Keyword Filters & Sentiment Analysis Are Great… for Certain Things

We are not arguing about the general utility of keyword and sentiment filters – keywords are fundamental to NeedTagger’s platform. We use keywords a LOT. We use sentiment classification in our platform, as well.

Keyword filters and sentiment analytics definitely have their place in social media monitoring:  they work well for tracking brand sentiment and measuring explicit product / brand mentions over time. They are also great for monitoring popular channels, for example by using hashtags.

But keywords and sentiment are not needs; so, relying upon keyword and sentiment filters to detect leads is not enough. Detecting needs in social media requires a different approach.

To Detect Leads In Social Media, You Need To Analyze More Than Text

Human expressions of needs are complex and nuanced things. And complex/nuanced things require a lot of data to identify exactly what they mean.

Keyword filters and sentiment analysis tools typically only analyze the text contained in the body of a message. On Twitter, that’s at most 140 characters. Not a lot. Blogs, discussion forums and many other social networks also consist primarily of short text messages.

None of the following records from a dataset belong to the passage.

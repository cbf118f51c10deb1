//! Error types for the conversion pipeline
//!
//! Cancellation is a distinct variant, never folded into a generic failure:
//! a cancelled batch is reported as an informational outcome while every
//! other error stops the batch with a diagnostic.

use thiserror::Error;

/// Result type for conversion operations
pub type ConvertResult<T> = std::result::Result<T, ConvertError>;

/// Conversion pipeline errors
#[derive(Debug, Error)]
pub enum ConvertError {
    /// The user cancelled the batch at a conflict prompt or via Ctrl-C
    ///
    /// Not a fault: already-placed items stand, nothing is rolled back.
    #[error("Conversion cancelled by user.")]
    Cancelled,

    /// No usable conversion executable could be located
    ///
    /// Carries every attempted source with its individual failure reason.
    #[error("No usable conversion engine found. Tried: {}", attempts.join(" | "))]
    EngineUnavailable {
        /// One "candidate: reason" entry per probed source
        attempts: Vec<String>,
    },

    /// The engine ran but reported failure for the current item
    ///
    /// Fatal for the whole batch; there is no per-item retry or
    /// skip-and-continue.
    #[error("Engine conversion failed: {0}")]
    EngineFailed(String),

    /// Disambiguation could not find an unused name within the internal cap
    #[error("No free output name for '{stem}' within {limit} attempts")]
    NameSearchExhausted {
        /// Stem the search was derived from
        stem: String,
        /// Suffix cap that was exhausted
        limit: u32,
    },

    /// I/O error from a filesystem probe, move, or removal
    #[error("IO error: {0}")]
    Io(#[from] std::io::Error),

    /// Shared error (configuration, invalid input)
    #[error(transparent)]
    Common(#[from] kitpress_common::Error),
}

impl ConvertError {
    /// Whether this error is a clean user cancellation
    pub fn is_cancelled(&self) -> bool {
        matches!(self, ConvertError::Cancelled)
    }
}

#[cfg(test)]
mod tests {
    use super::*;

    #[test]
    fn cancellation_is_distinguishable() {
        assert!(ConvertError::Cancelled.is_cancelled());
        assert!(!ConvertError::EngineFailed("boom".to_string()).is_cancelled());
    }

    #[test]
    fn engine_unavailable_lists_attempts() {
        let err = ConvertError::EngineUnavailable {
            attempts: vec![
                "ffmpeg: not found".to_string(),
                "/usr/bin/ffmpeg: exit 1".to_string(),
            ],
        };
        let text = err.to_string();
        assert!(text.contains("ffmpeg: not found"));
        assert!(text.contains("/usr/bin/ffmpeg: exit 1"));
    }
}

Unfortunately, a short text message is usually not enough data to precisely classify a post as a need you can meet… from a person you care to help… with content, products and services you offer… right now.  You need more data to do this with precision. Unfortunately, the vast majority of SMMS tools today still only look at the body of the message when classifying a post for intent or action.

Thankfully, there are a LOT more signals available in social networks than the body of a post. Modern “need detection” platforms like NeedTagger are built to take advantage of multiple signals to do their job.

NeedTagger’s platform considers multiple signals when detecting a need for your campaign, including:

  • What is the context of the post?   Is this a need within this specific industry and campaign?  Is this post part of a conversation?  or is it a request for help?  a news-sharing event?
  • What is the profile of the person discussing the need?  What is their job title?  What is their posting history, social graph, and interest graph?
  • What is their conversation history? do they regularly talk about topics you care about?  have they expressed a need in the recent past?
  • Is the person influential in your industry?  how do they rank – within the scope of your campaign?
  • Historically, what signals have best served your campaign?  what types of posts & people tend to deliver the best results for your organization and content?
  • and of course, what does the post say? are there important keywords in it?  what meaningful part of speech patterns exist?  what actors, verb phrases and objects are involved?  what links exist?
  • does this person want to speak with you?  has this person asked you to stop sending posts in the past?

NeedTagger’s platform is designed to leverage all available signals to detect relevant needs for your campaign. We do this with a high degree of sensitivity to the unique terminology used in your industry and in the social networking platforms that matter to your campaign. In fact, everything we do is optimized for each campaign – the keywords, speech patterns, hashtags, author profiling, etc.

So far, the engagement levels our customer messages have been able to produce with our vertically-sensitive, multi-variable approach are an order of magnitude better than most other forms of marketing currently deliver on Twitter.  Plenty of work left to do, but our customers seem to appreciate the results so far.

We hope this post explains why keyword and sentiment filters struggle to detect human needs for content, products and services that you can meet – right now. That said, keywords and sentiment remain excellent tools for tracking mentions and brand sentiment.

NeedTagger was designed to detect needs in social media that you can meet – right now.